I'm checking in some code to deal with compressing data in the old
table. The primary motivation here is to decrease the amount of disk
and cache space necessary for storing page revision data, without the
complications and fragility of differential compression.[1]
Compression is done with gzdeflate() / gzinflate(), which requires zlib
support compiled into PHP. This is the same compression that would be
used in a gzip file, but without the header bytes.
Compressed revisions are marked with old_flags="gzip". The old_flags
column has existed unused for quite some time, so no schema change is
necessary. The compressed data goes back into old_text; I don't think
there is a problem with storing binary data in a TEXT field, as
supposedly TEXT and BLOB differ only in matching and sorting
characteristics.
Article::getRevisionText() accepts a row object (as from wfFetchObject)

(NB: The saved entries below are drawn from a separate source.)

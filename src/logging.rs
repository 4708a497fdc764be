//! Log subscriber setup for the command-line tool

use tracing_subscriber::EnvFilter;

/// Install the global subscriber. `RUST_LOG` wins over `level`.
pub fn init(level: &str) {
    let env_filter = EnvFilter::try_from_default_env().unwrap_or_else(|_| EnvFilter::new(level));

    // A second init (e.g. from tests) keeps the first subscriber.
    let _ = tracing_subscriber::fmt()
        .with_env_filter(env_filter)
        .with_target(false)
        .with_writer(std::io::stderr)
        .try_init();
}
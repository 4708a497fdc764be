//! Embedding service boundary
//!
//! The builder and retriever only see [`EmbeddingService`]; the HTTP client
//! for the hosted model lives in [`mistral`].

pub mod mistral;

use async_trait::async_trait;
use std::sync::Arc;

use crate::errors::ServiceError;

pub use mistral::MistralEmbedder;

/// Turns text into a fixed-dimension vector
#[async_trait]
pub trait EmbeddingService: Send + Sync {
    async fn embed(&self, text: &str) -> Result<Vec<f32>, ServiceError>;
}

#[async_trait]
impl<T: EmbeddingService + ?Sized> EmbeddingService for Arc<T> {
    async fn embed(&self, text: &str) -> Result<Vec<f32>, ServiceError> {
        (**self).embed(text).await
    }
}

#[async_trait]
impl<T: EmbeddingService + ?Sized> EmbeddingService for Box<T> {
    async fn embed(&self, text: &str) -> Result<Vec<f32>, ServiceError> {
        (**self).embed(text).await
    }
}
//! Embedding index over the paginated reference document
//!
//! - Store: in-memory vectors and page metadata with their invariants
//! - Persistence: atomic JSON snapshot shared between builder and retriever
//! - Builder: resumable, page-at-a-time embedding of a corpus

pub mod builder;
pub mod persistence;
pub mod store;

pub use builder::{
    BuildEvent, BuildOutcome, BuildReport, BuilderOptions, IndexBuilder, PageFailure, ResumePolicy,
};
pub use persistence::IndexStore;
pub use store::EmbeddingIndex;
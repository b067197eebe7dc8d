//! Two-layer keymap: the main keymap drives list navigation and message
//! resolution; an alternate keymap is switched in while the viewer pane
//! has focus, where plain up/down scroll instead of moving the list
//! cursor.

use crossterm::event::{KeyCode, KeyEvent, KeyModifiers};

#[derive(Debug, Clone, Copy, PartialEq, Eq)]
pub enum Action {
    Quit,
    ToggleHelp,
    ToggleViewerFocus,
    ListUp,
    ListDown,
    ScrollUp,
    ScrollDown,
    DisplayHex,
    DisplayHexdump,
    DisplayStrings,
    Drop,
    Transmit,
    Edit,
    ToggleAutoTransmit,
}

#[derive(Debug, Clone, Copy, PartialEq, Eq)]
pub enum ActiveKeymap {
    Main,
    ViewerFocused,
}

/// A binding together with the short help text shown for it.
pub struct Binding {
    pub keys: &'static str,
    pub help: &'static str,
    pub action: Action,
}

pub const MAIN_BINDINGS: &[Binding] = &[
    Binding { keys: "q/ctrl+c", help: "quit", action: Action::Quit },
    Binding { keys: "h", help: "toggle help", action: Action::ToggleHelp },
    Binding { keys: "tab", help: "focus viewer", action: Action::ToggleViewerFocus },
    Binding { keys: "k/↑", help: "list up", action: Action::ListUp },
    Binding { keys: "j/↓", help: "list down", action: Action::ListDown },
    Binding { keys: "K/shift+↑", help: "scroll up", action: Action::ScrollUp },
    Binding { keys: "J/shift+↓", help: "scroll down", action: Action::ScrollDown },
    Binding { keys: "x", help: "display hexdump", action: Action::DisplayHexdump },
    Binding { keys: "X", help: "display hex", action: Action::DisplayHex },
    Binding { keys: "s", help: "display strings", action: Action::DisplayStrings },
    Binding { keys: "t", help: "transmit", action: Action::Transmit },
    Binding { keys: "d", help: "drop", action: Action::Drop },
    Binding { keys: "e", help: "edit", action: Action::Edit },
    Binding { keys: "a", help: "toggle auto-transmit", action: Action::ToggleAutoTransmit },
];

fn main_keymap(key: KeyEvent) -> Option<Action> {
    match (key.code, key.modifiers) {
        (KeyCode::Char('c'), KeyModifiers::CONTROL) => Some(Action::Quit),
        (KeyCode::Char('q'), _) => Some(Action::Quit),
        (KeyCode::Char('h'), _) => Some(Action::ToggleHelp),
        (KeyCode::Tab, _) => Some(Action::ToggleViewerFocus),
        (KeyCode::Char('k'), _) | (KeyCode::Up, KeyModifiers::NONE) => Some(Action::ListUp),
        (KeyCode::Char('j'), _) | (KeyCode::Down, KeyModifiers::NONE) => Some(Action::ListDown),
        (KeyCode::Char('K'), _) | (KeyCode::Up, KeyModifiers::SHIFT) => Some(Action::ScrollUp),
        (KeyCode::Char('J'), _) | (KeyCode::Down, KeyModifiers::SHIFT) => Some(Action::ScrollDown),
        (KeyCode::Char('X'), _) => Some(Action::DisplayHex),
        (KeyCode::Char('x'), _) => Some(Action::DisplayHexdump),
        (KeyCode::Char('s'), _) => Some(Action::DisplayStrings),
        (KeyCode::Char('d'), _) => Some(Action::Drop),
        (KeyCode::Char('t'), _) => Some(Action::Transmit),
        (KeyCode::Char('e'), _) => Some(Action::Edit),
        (KeyCode::Char('a'), _) => Some(Action::ToggleAutoTransmit),
        _ => None,
    }
}

/// While the viewer has focus, plain up/down scroll the viewer instead of
/// moving the list cursor; everything else falls back to the main keymap.
fn viewer_focused_keymap(key: KeyEvent) -> Option<Action> {
    match (key.code, key.modifiers) {
        (KeyCode::Up, KeyModifiers::NONE) => Some(Action::ScrollUp),
        (KeyCode::Down, KeyModifiers::NONE) => Some(Action::ScrollDown),
        _ => main_keymap(key),
    }
}

pub fn dispatch(active: ActiveKeymap, key: KeyEvent) -> Option<Action> {
    match active {
        ActiveKeymap::Main => main_keymap(key),
        ActiveKeymap::ViewerFocused => viewer_focused_keymap(key),
    }
}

containing both old_text and old_flags fields and returns the text,
uncompressed if necessary.
This scheme also works in the archive table, maybe... there are
probably problems with undeletion that need to be checked.
So far there's no on-the-fly compression; a maintenance script
compressOld.php is provided to batch-compress old revisions. It can be
given an arbitrary starting point old_id, and will go until it gets to
the end of the table or you kill it. It should be safe to run in the
background while the wiki is live; it makes single-row UPDATEs keyed by
old_id. On my 2 GHz Athlon XP this goes at about 10,000 rows per minute
otherwise unloaded.
I haven't done any comparative testing of load times, but the effect
should be dwarfed by parse/render times and will only come up on old
and diff views and a few other rare places.

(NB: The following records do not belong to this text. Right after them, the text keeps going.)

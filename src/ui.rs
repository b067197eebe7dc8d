//! The cooperative UI event loop: a single-threaded reducer over keyboard,
//! tick, resize, and editor-completion events, plus the ratatui rendering
//! that reads the same state back out.

use std::io;
use std::sync::Arc;
use std::time::{Duration, Instant};

use anyhow::Context;
use crossterm::event::{self, Event as CEvent, KeyEvent, KeyEventKind};
use crossterm::execute;
use crossterm::terminal::{disable_raw_mode, enable_raw_mode, EnterAlternateScreen, LeaveAlternateScreen};
use ratatui::backend::CrosstermBackend;
use ratatui::layout::{Constraint, Direction as LayoutDirection, Layout, Rect};
use ratatui::style::{Modifier, Style};
use ratatui::widgets::{Block, Borders, List, ListItem, Paragraph};
use ratatui::{Frame, Terminal};

use crate::console::DebugConsole;
use crate::editor::{edit_in_external_editor, EditorError};
use crate::keymap::{self, Action, ActiveKeymap, MAIN_BINDINGS};
use crate::message::{Direction, Message};
use crate::store::Store;
use crate::symbols::{Symbol, SymbolTable};
use crate::viewer::{DisplayMode, MessageView};

const TICK_RATE: Duration = Duration::from_millis(250);

/// Events the reducer consumes. `Resize`/`Tick` are driven directly by the
/// run loop; `Key` comes from crossterm; `EditorCompleted` comes back from
/// a `Command::RunEditor` the run loop executed on the reducer's behalf.
enum Event {
    Key(KeyEvent),
    Resize(u16, u16),
    Tick,
    EditorCompleted { message: Arc<Message>, result: Result<Vec<u8>, EditorError> },
}

/// Side effects the reducer asks the run loop to perform outside of
/// `update`, re-entering as the event above once they complete.
enum Command {
    RunEditor(Arc<Message>),
}

pub struct App {
    store: Arc<Store>,
    console: DebugConsole,
    viewer: MessageView,
    symbols: SymbolTable,
    active_keymap: ActiveKeymap,
    show_help: bool,
    should_quit: bool,
}

impl App {
    fn new(store: Arc<Store>, console: DebugConsole) -> Self {
        App {
            store,
            console,
            viewer: MessageView::new(),
            symbols: SymbolTable::NerdFont,
            active_keymap: ActiveKeymap::Main,
            show_help: false,
            should_quit: false,
        }
    }

    fn should_quit(&self) -> bool {
        self.should_quit
    }

    fn update(&mut self, event: Event) -> Vec<Command> {
        match event {
            Event::Resize(width, height) => {
                self.apply_resize(width, height);
                Vec::new()
            }
            Event::Tick => {
                if let Some(message) = self.store.tick() {
                    self.viewer.set_viewed(message);
                }
                Vec::new()
            }
            Event::Key(key) => self.handle_key(key),
            Event::EditorCompleted { message, result } => {
                match result {
                    Ok(new_content) => {
                        if let Err(e) = message.set_content(new_content) {
                            tracing::warn!("edit error: {e}");
                        }
                    }
                    Err(e) => tracing::warn!("editor error: {e}"),
                }
                Vec::new()
            }
        }
    }

    fn apply_resize(&mut self, width: u16, height: u16) {
        self.store.set_window_size((width, height));
        let viewer_h = viewer_pane_height(height);
        self.viewer.set_size(width.saturating_sub(2), viewer_h.saturating_sub(2));
    }

    fn handle_key(&mut self, key: KeyEvent) -> Vec<Command> {
        let Some(action) = keymap::dispatch(self.active_keymap, key) else {
            return Vec::new();
        };

        match action {
            Action::Quit => {
                self.should_quit = true;
            }
            Action::ToggleHelp => {
                self.show_help = !self.show_help;
            }
            Action::ToggleViewerFocus => {
                self.active_keymap = match self.active_keymap {
                    ActiveKeymap::Main => ActiveKeymap::ViewerFocused,
                    ActiveKeymap::ViewerFocused => ActiveKeymap::Main,
                };
            }
            Action::ListUp => self.move_selection(-1),
            Action::ListDown => self.move_selection(1),
            Action::ScrollUp => self.viewer.scroll_by(-1),
            Action::ScrollDown => self.viewer.scroll_by(1),
            Action::DisplayHex => self.viewer.set_display_mode(DisplayMode::Hex),
            Action::DisplayHexdump => self.viewer.set_display_mode(DisplayMode::Hexdump),
            Action::DisplayStrings => self.viewer.set_display_mode(DisplayMode::Strings),
            Action::ToggleAutoTransmit => {
                let current = self.store.auto_transmit();
                self.store.set_auto_transmit(!current);
            }
            Action::Drop => self.resolve_selected(|m| m.drop()),
            Action::Transmit => self.resolve_selected(|m| m.transmit()),
            Action::Edit => {
                if let Some(message) = self.store.selected() {
                    return vec![Command::RunEditor(message)];
                }
                tracing::warn!("edit requested with no message selected");
            }
        }
        Vec::new()
    }

    fn move_selection(&mut self, delta: i64) {
        if let Some(message) = self.store.move_selection(delta) {
            self.viewer.set_viewed(message);
        }
    }

    fn resolve_selected(&self, f: impl FnOnce(&Message) -> Result<(), crate::message::MessageError>) {
        match self.store.selected() {
            Some(message) => {
                if let Err(e) = f(&message) {
                    tracing::warn!("state machine error: {e}");
                }
            }
            None => tracing::warn!("no message selected"),
        }
    }

    fn render(&self, frame: &mut Frame) {
        let area = frame.area();
        let chunks = Layout::default()
            .direction(LayoutDirection::Vertical)
            .constraints([Constraint::Percentage(50), Constraint::Percentage(25), Constraint::Percentage(25)])
            .split(area);

        self.render_list(frame, chunks[0]);
        self.render_viewer(frame, chunks[1]);
        self.render_console(frame, chunks[2]);

        if self.show_help {
            self.render_help(frame, area);
        }
    }

    fn render_list(&self, frame: &mut Frame, area: Rect) {
        let messages = self.store.all();
        let selected = self.store.selected_index();

        let items: Vec<ListItem> = messages
            .iter()
            .enumerate()
            .map(|(i, message)| {
                let line = self.format_message_line(message);
                if i as i64 == selected {
                    ListItem::new(line).style(Style::default().add_modifier(Modifier::REVERSED))
                } else {
                    ListItem::new(line)
                }
            })
            .collect();

        let title = if self.store.auto_transmit() {
            "Messages [auto-transmit]"
        } else {
            "Messages"
        };
        let list = List::new(items).block(Block::default().borders(Borders::ALL).title(title));
        frame.render_widget(list, area);
    }

    fn format_message_line(&self, message: &Message) -> String {
        let status_glyph = self.symbols.glyph(match message.status() {
            crate::message::Status::Pending => Symbol::Clock,
            crate::message::Status::Transmitted => Symbol::SentMail,
            crate::message::Status::Dropped => Symbol::TrashCan,
        });
        let direction_glyph = self.symbols.glyph(match message.direction() {
            Direction::ToServer => Symbol::ArrowLeft,
            Direction::ToClient => Symbol::ArrowRight,
        });
        let edited = if message.edited() {
            format!(" {}", self.symbols.glyph(Symbol::Pen))
        } else {
            String::new()
        };

        format!(
            "[{}] {}{} {} ({} bytes)",
            message.created_at().format("%H:%M:%S"),
            status_glyph,
            edited,
            direction_glyph,
            message.len(),
        )
    }

    fn render_viewer(&self, frame: &mut Frame, area: Rect) {
        let title = format!("Message Viewer [{}]", self.viewer.display_mode().label());
        let para = Paragraph::new(self.viewer.render())
            .block(Block::default().borders(Borders::ALL).title(title));
        frame.render_widget(para, area);
    }

    fn render_console(&self, frame: &mut Frame, area: Rect) {
        let visible_height = area.height.saturating_sub(2) as usize;
        let para = Paragraph::new(self.console.tail(visible_height))
            .block(Block::default().borders(Borders::ALL).title("Debug Console"));
        frame.render_widget(para, area);
    }

    fn render_help(&self, frame: &mut Frame, area: Rect) {
        let lines: Vec<String> =
            MAIN_BINDINGS.iter().map(|b| format!("{:<12} {}", b.keys, b.help)).collect();
        let para = Paragraph::new(lines.join("\n"))
            .block(Block::default().borders(Borders::ALL).title("Help (press h to close)"));
        frame.render_widget(para, centered(area, 40, lines.len() as u16 + 2));
    }
}

/// The viewer pane's height, matching its 25% share of the vertical
/// layout `App::render` builds (list 50 / viewer 25 / console 25), so the
/// viewer's scroll clamping stays in sync with what gets drawn.
fn viewer_pane_height(total: u16) -> u16 {
    total / 4
}

fn centered(area: Rect, width: u16, height: u16) -> Rect {
    let width = width.min(area.width);
    let height = height.min(area.height);
    Rect {
        x: area.x + (area.width.saturating_sub(width)) / 2,
        y: area.y + (area.height.saturating_sub(height)) / 2,
        width,
        height,
    }
}

type Backend = CrosstermBackend<io::Stdout>;

fn setup_terminal() -> anyhow::Result<Terminal<Backend>> {
    enable_raw_mode()?;
    let mut stdout = io::stdout();
    execute!(stdout, EnterAlternateScreen)?;
    let terminal = Terminal::new(CrosstermBackend::new(stdout))?;
    Ok(terminal)
}

fn restore_terminal(mut terminal: Terminal<Backend>) -> anyhow::Result<()> {
    disable_raw_mode()?;
    execute!(terminal.backend_mut(), LeaveAlternateScreen)?;
    terminal.show_cursor()?;
    Ok(())
}

/// Leaves the alternate screen for the duration of the external editor,
/// then restores it once the editor exits.
fn run_editor(terminal: &mut Terminal<Backend>, message: Arc<Message>) -> Event {
    let content = message.content();

    let left = (|| -> anyhow::Result<()> {
        disable_raw_mode()?;
        execute!(terminal.backend_mut(), LeaveAlternateScreen)?;
        Ok(())
    })();

    let result = match left {
        Ok(()) => edit_in_external_editor(&content),
        Err(e) => {
            tracing::warn!("failed to relinquish terminal for editor: {e}");
            Err(EditorError::NoEditor)
        }
    };

    if let Err(e) = enable_raw_mode().and_then(|_| execute!(terminal.backend_mut(), EnterAlternateScreen)) {
        tracing::warn!("failed to restore terminal after editor: {e}");
    }
    let _ = terminal.clear();

    Event::EditorCompleted { message, result }
}

/// Drives `App::update` for an event and then executes any commands it
/// returned, feeding their resulting events back in.
fn dispatch(app: &mut App, terminal: &mut Terminal<Backend>, event: Event) {
    let commands = app.update(event);
    for command in commands {
        match command {
            Command::RunEditor(message) => {
                let completed = run_editor(terminal, message);
                dispatch(app, terminal, completed);
            }
        }
    }
}

pub fn run(store: Arc<Store>, console: DebugConsole) -> anyhow::Result<()> {
    let mut terminal = setup_terminal().context("setting up terminal")?;
    let mut app = App::new(store, console);

    let initial_size = terminal.size().context("reading terminal size")?;
    dispatch(&mut app, &mut terminal, Event::Resize(initial_size.width, initial_size.height));

    let mut last_tick = Instant::now();
    let run_result = (|| -> anyhow::Result<()> {
        loop {
            terminal.draw(|frame| app.render(frame))?;

            let timeout = TICK_RATE.saturating_sub(last_tick.elapsed());
            if event::poll(timeout)? {
                match event::read()? {
                    CEvent::Key(key) if key.kind == KeyEventKind::Press => {
                        dispatch(&mut app, &mut terminal, Event::Key(key));
                    }
                    CEvent::Resize(width, height) => {
                        dispatch(&mut app, &mut terminal, Event::Resize(width, height));
                    }
                    _ => {}
                }
            }

            if last_tick.elapsed() >= TICK_RATE {
                dispatch(&mut app, &mut terminal, Event::Tick);
                last_tick = Instant::now();
            }

            if app.should_quit() {
                break;
            }
        }
        Ok(())
    })();

    restore_terminal(terminal).context("restoring terminal")?;
    run_result
}

#[cfg(test)]
mod tests {
    use super::*;
    use crate::message::Direction;
    use crossterm::event::{KeyCode, KeyEventKind, KeyModifiers};

    fn key_event(code: KeyCode) -> KeyEvent {
        KeyEvent::new(code, KeyModifiers::NONE).with_kind(KeyEventKind::Press)
    }

    fn app_with(store: Arc<Store>) -> App {
        App::new(store, DebugConsole::new())
    }

    #[test]
    fn quit_key_sets_should_quit() {
        let mut app = app_with(Arc::new(Store::new(false)));
        app.update(Event::Key(key_event(KeyCode::Char('q'))));
        assert!(app.should_quit());
    }

    #[test]
    fn tick_promotes_selection_and_views_message() {
        let store = Arc::new(Store::new(false));
        store.append(Arc::new(Message::new(Direction::ToServer, b"hi".to_vec())));
        let mut app = app_with(store);

        app.update(Event::Resize(80, 24));
        app.update(Event::Tick);
        assert_eq!(app.viewer.render(), crate::util::hexdump(b"hi"));
    }

    #[test]
    fn drop_key_resolves_selected_message() {
        let store = Arc::new(Store::new(false));
        let message = Arc::new(Message::new(Direction::ToServer, b"secret".to_vec()));
        store.append(Arc::clone(&message));
        let mut app = app_with(store);

        app.update(Event::Resize(80, 24));
        app.update(Event::Tick);
        app.update(Event::Key(key_event(KeyCode::Char('d'))));

        assert_eq!(message.status(), crate::message::Status::Dropped);
    }

    #[test]
    fn edit_action_produces_run_editor_command() {
        let store = Arc::new(Store::new(false));
        let message = Arc::new(Message::new(Direction::ToServer, b"hi".to_vec()));
        store.append(Arc::clone(&message));
        let mut app = app_with(store);
        app.update(Event::Resize(80, 24));
        app.update(Event::Tick);

        let commands = app.update(Event::Key(key_event(KeyCode::Char('e'))));
        assert_eq!(commands.len(), 1);
        assert!(matches!(commands[0], Command::RunEditor(_)));
    }

    #[test]
    fn editor_completed_event_sets_content() {
        let store = Arc::new(Store::new(false));
        let message = Arc::new(Message::new(Direction::ToServer, b"hi".to_vec()));
        store.append(Arc::clone(&message));
        let mut app = app_with(store);

        app.update(Event::EditorCompleted {
            message: Arc::clone(&message),
            result: Ok(b"bye".to_vec()),
        });

        assert_eq!(message.content(), b"bye");
        assert!(message.edited());
    }
}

I tested with the New Years' dump of the French Wikipedia (about 200k
rows in old).
Raw dump size:
old_table.sql 1,210,368,249
old_compressed.sql 485,536,046
Space saved: ~60%
If these ratios hold, I estimate the total savings at about 14
gigabytes, bringing our total db usage to something more like 20 GB.
This is a reasonably big improvement for very small changes in code.
(Note that the innodb data storage space never shrinks; to reclaim disk
space for purposes other than storing the next couple million edits
would require dumping everything and reimporting it fresh.)
There are a couple of downsides. The SQL dumps get slightly more
illegible, and old revisions won't be loadable on a MediaWiki installed
with some configurations of PHP (the default configure options don't
include zlib). Also, recompressing the resultant dump doesn't do so
well:
old_table.sql.bz2 199,394,376
old_compressed.sql.bz2 416,208,437
This doubles the size of the raw dumps. Ouch! Well, we should be
looking at a more usable dump format anyway.
-- brion vibber (brion @
pobox.com)
[1] Ultimately we'd probably save a lot of disk space by storing diffs
between revisions, but loading an individual revision then requires
sifting through multiple revisions from the last checkpoint, and
requires extra work to ensure that intermediate revisions are not
corrupted, reordered, removed, etc. By compressing each revision
separately, we still maintain the integrity of the rest of the history
if any one revision is corrupted, if histories are reordered or
recombined, if individual revisions are plucked out or blanked for
legal reasons, etc.